Press release
May 28, 2010

Li, Xie awarded Intel grant to study compression of personal human genome data

Computer science professors Chen Li and Xiaohui Xie have been awarded a $100,000 grant from Intel. The grant will support a research on genome compression and direct querying of compressed genomic data. Li and Xie will be collaborating on the research with colleagues at China's Northeastern University.

Compression of genomic data comes at a time when personalized medicine has become the new medical paradigm and the cost of mapping an individual's genome is rapidly declining. Some estimates suggest that the cost to sequence individual genomes may be less than $1,000 in a couple years. These haploid human genomes are large and consist of 3 billion letters representing the nucleic acid bases (A, C, G, T) that make up our genome.
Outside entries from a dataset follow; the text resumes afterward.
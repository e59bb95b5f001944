use crate::cli::{ExtractArgs, InspectArgs, KeyArgs, ListArgs, VerifyArgs};
use crate::entry::{self, EntryType};
use crate::error::{LinaError, Result};
use crate::extract::{self, EntryInfo, ExtractSummary};
use crate::format;
use crate::keys::{self, PublicKey, SymmetricKey};
use crate::open::{self, ContainerInfo, OpenKeys, OpenedArchive};
use crate::utils;
use std::fs::File;
use std::io::{BufReader, Cursor, Read};
use std::path::Path;
use tracing::debug;

#[derive(Debug, Clone, Copy, PartialEq, Eq)]
pub enum ArchiveKind {
    Plain,
    Container,
}

pub fn detect(path: &Path) -> Result<ArchiveKind> {
    let mut file = File::open(path).map_err(|e| LinaError::read_failed(path, e))?;
    let mut magic = [0u8; 4];
    let mut filled = 0;
    while filled < magic.len() {
        let n = file
            .read(&mut magic[filled..])
            .map_err(|e| LinaError::read_failed(path, e))?;
        if n == 0 {
            break;
        }
        filled += n;
    }
    if filled == magic.len() && &magic == format::MAGIC {
        Ok(ArchiveKind::Container)
    } else if entry::looks_like_archive(&magic[..filled]) {
        Ok(ArchiveKind::Plain)
    } else {
        Err(LinaError::InvalidArchive(format!(
            "{} is neither a plain archive nor a container",
            path.display()
        )))
    }
}

struct LoadedKeys {
    verify: Option<PublicKey>,
    symmetric: Option<SymmetricKey>,
}

impl LoadedKeys {
    fn load(args: &KeyArgs) -> Result<Self> {
        let verify = match &args.key {
            Some(path) => Some(keys::verification_key(&keys::read_key_file(path)?)?),
            None => None,
        };
        let symmetric = match &args.symmetric_key {
            Some(path) => Some(SymmetricKey::from_bytes(&keys::read_key_file(path)?)?),
            None => None,
        };
        Ok(Self { verify, symmetric })
    }

    fn as_open_keys(&self) -> OpenKeys<'_> {
        OpenKeys {
            verify: self.verify.as_ref(),
            symmetric: self.symmetric.as_ref(),
        }
    }
}

fn open_container(path: &Path, key_args: &KeyArgs) -> Result<OpenedArchive> {
    let loaded = LoadedKeys::load(key_args)?;
    let file = File::open(path).map_err(|e| LinaError::read_failed(path, e))?;
    let total = file.metadata().map(|m| m.len()).unwrap_or(0);
    let pb = utils::progress_bar(total, "verifying");
    let opened = open::open(BufReader::new(file), &loaded.as_open_keys(), Some(&pb));
    pb.finish_and_clear();
    opened
}

pub fn extract(args: ExtractArgs) -> Result<ExtractSummary> {
    let out_dir = match args.output {
        Some(dir) => dir,
        None => std::env::current_dir()?,
    };

    let summary = match detect(&args.archive)? {
        ArchiveKind::Plain => {
            let file =
                File::open(&args.archive).map_err(|e| LinaError::read_failed(&args.archive, e))?;
            let total = file.metadata().map(|m| m.len()).unwrap_or(0);
            let pb = utils::progress_bar(total, "extracting");
            let summary = extract::extract_archive(BufReader::new(file), &out_dir, Some(&pb));
            pb.finish_and_clear();
            summary?
        }
        ArchiveKind::Container => {
            let opened = open_container(&args.archive, &args.keys)?;
            let pb = utils::progress_bar(opened.payload.len() as u64, "extracting");
            let summary =
                extract::extract_archive(Cursor::new(opened.payload), &out_dir, Some(&pb));
            pb.finish_and_clear();
            summary?
        }
    };

    debug!(?summary, "extraction finished");
    println!(
        "Extracted {} files, {} directories, {} symlinks ({}) into {}",
        summary.files,
        summary.directories,
        summary.symlinks,
        utils::human_bytes(summary.bytes),
        out_dir.display()
    );
    Ok(summary)
}

fn read_listing(archive: &Path, key_args: &KeyArgs) -> Result<(Option<ContainerInfo>, Vec<EntryInfo>)> {
    match detect(archive)? {
        ArchiveKind::Plain => {
            let file = File::open(archive).map_err(|e| LinaError::read_failed(archive, e))?;
            Ok((None, extract::read_entries(BufReader::new(file))?))
        }
        ArchiveKind::Container => {
            let opened = open_container(archive, key_args)?;
            let entries = extract::read_entries(Cursor::new(&opened.payload))?;
            Ok((Some(opened.info), entries))
        }
    }
}

pub fn list(args: ListArgs) -> Result<Vec<EntryInfo>> {
    let (info, entries) = read_listing(&args.archive, &args.keys)?;

    println!("Archive: {}", args.archive.display());
    if let Some(info) = &info {
        print_container_info(info);
    }
    let files = entries.iter().filter(|e| e.kind == EntryType::File).count();
    let dirs = entries.iter().filter(|e| e.kind == EntryType::Directory).count();
    let links = entries.len() - files - dirs;
    let total: u64 = entries.iter().map(|e| e.size).sum();
    println!(
        "Entries: {} ({files} files, {dirs} directories, {links} symlinks)",
        entries.len()
    );
    println!("Payload size: {}", utils::human_bytes(total));
    println!();

    if args.long {
        println!("TYPE  SIZE         MODIFIED    MODE   PATH");
        for entry in &entries {
            let kind = match entry.kind {
                EntryType::Directory => "dir ",
                EntryType::File => "file",
                EntryType::Symlink => "link",
            };
            let size = if entry.kind == EntryType::File {
                utils::human_bytes(entry.size)
            } else {
                "-".to_string()
            };
            let path = display_path(entry);
            match &entry.link_target {
                Some(target) => println!(
                    "{kind:<4}  {size:<11}  {:<10}  {:>04o}  {path} -> {target}",
                    entry.modified.unwrap_or(0),
                    entry.mode.unwrap_or(0)
                ),
                None => println!(
                    "{kind:<4}  {size:<11}  {:<10}  {:>04o}  {path}",
                    entry.modified.unwrap_or(0),
                    entry.mode.unwrap_or(0)
                ),
            }
        }
    } else {
        for entry in &entries {
            let path = display_path(entry);
            match entry.kind {
                EntryType::Directory => println!("[DIR]  {path}"),
                EntryType::File => {
                    println!("[FILE] {path} ({})", utils::human_bytes(entry.size))
                }
                EntryType::Symlink => println!("[LINK] {path}"),
            }
        }
    }

    Ok(entries)
}

fn display_path(entry: &EntryInfo) -> &str {
    if entry.path.is_empty() {
        "."
    } else {
        &entry.path
    }
}

pub fn verify(args: VerifyArgs) -> Result<()> {
    let (info, entries) = read_listing(&args.archive, &args.keys)?;
    if let Some(info) = info {
        if info.profile.is_signed() {
            println!("Signature OK ({})", info.profile.name());
        } else {
            println!("Authentication OK ({})", info.profile.name());
        }
    }
    println!("Verification complete: {} entries, integrity OK", entries.len());
    Ok(())
}

pub fn inspect(args: InspectArgs) -> Result<ContainerInfo> {
    let file = File::open(&args.archive).map_err(|e| LinaError::read_failed(&args.archive, e))?;
    let info = open::inspect(BufReader::new(file))?;
    println!("Archive: {}", args.archive.display());
    print_container_info(&info);
    Ok(info)
}

fn print_container_info(info: &ContainerInfo) {
    println!("Profile: {} ({})", info.profile.id(), info.profile.name());
    println!("Cipher: {}", info.root.cipher.name());
    println!(
        "Compression: {}",
        match info.root.compression {
            format::CompressionAlgo::Zstd => "zstd",
            format::CompressionAlgo::None => "none",
        }
    );
    println!(
        "Segments: {} x {}",
        info.root.segment_count,
        utils::human_bytes(info.root.segment_size as u64)
    );
    println!("Auth data: {} bytes", info.auth_data.len());
}
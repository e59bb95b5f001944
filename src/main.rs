use clap::Parser;
use lina::config::Config;
use lina::{cli, create, error, keygen, unpack};
use tracing_subscriber::{fmt, EnvFilter};

const DEFAULT_FILTER: &str = "lina=warn";

fn main() {
    let cli = cli::Cli::parse();
    if let Err(err) = run(cli) {
        eprintln!("{}: {err}", err.title());
        std::process::exit(1);
    }
}

fn run(cli: cli::Cli) -> error::Result<()> {
    let config = Config::load(cli.config.as_deref())?;
    init_tracing(&cli, &config);

    match cli.command {
        cli::Command::Create(mut args) => {
            config.fill_output(&mut args.output);
            create::create(args).map(|_| ())
        }
        cli::Command::CreateAea(mut args) => {
            config.fill_create_aea(&mut args);
            create::create_aea(args).map(|_| ())
        }
        cli::Command::Extract(args) => unpack::extract(args).map(|_| ()),
        cli::Command::List(args) => unpack::list(args).map(|_| ()),
        cli::Command::Verify(args) => unpack::verify(args),
        cli::Command::Inspect(args) => unpack::inspect(args).map(|_| ()),
        cli::Command::Keygen(args) => keygen::keygen(args),
    }
}

fn init_tracing(cli: &cli::Cli, config: &Config) {
    let fallback = if cli.verbose {
        "lina=debug".to_string()
    } else {
        cli.log_level
            .clone()
            .or_else(|| config.log_level.clone())
            .unwrap_or_else(|| DEFAULT_FILTER.to_string())
    };
    let filter = EnvFilter::try_from_env("LINA_LOG")
        .or_else(|_| EnvFilter::try_new(&fallback))
        .unwrap_or_else(|_| EnvFilter::new(DEFAULT_FILTER));

    fmt()
        .with_env_filter(filter)
        .with_target(false)
        .with_writer(std::io::stderr)
        .init();
}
Storage and searchability of these data sets is critical in personalized medicine, where individual patient care is designed and optimized to that patient's preventative and therapeutic needs. Li and Xie demonstrated the possibility of compressing these large data sets without losing any information to less than 4 million bytes (about 4 megabytes) — small enough to send as an email attachment — in the journal of Bioinformatics last year.

The Intel grant will support Professors Li and Xie's research efforts to further optimize the compression algorithm they proposed. In addition, the award will support a new research project on how to query human genomes, such as returning sequences at a particular location or identifying all sequences perfectly and approximately matched to a query string. The goal of the research effort is to make manipulation of the genome data much easier and more efficient, and significantly improve the practice of personal genomics.

Associate Professor Li's research interests are in the fields of database and information systems, including Web search, data integration, data cleansing, data-intensive computing

Assistant Professor Xie's research focuses in machine learning, bioinformatics, computational biology and neural computation. He is interested in both developing novel machine learning theory and algorithms, and applying them to practical problems, such as biology and medical science.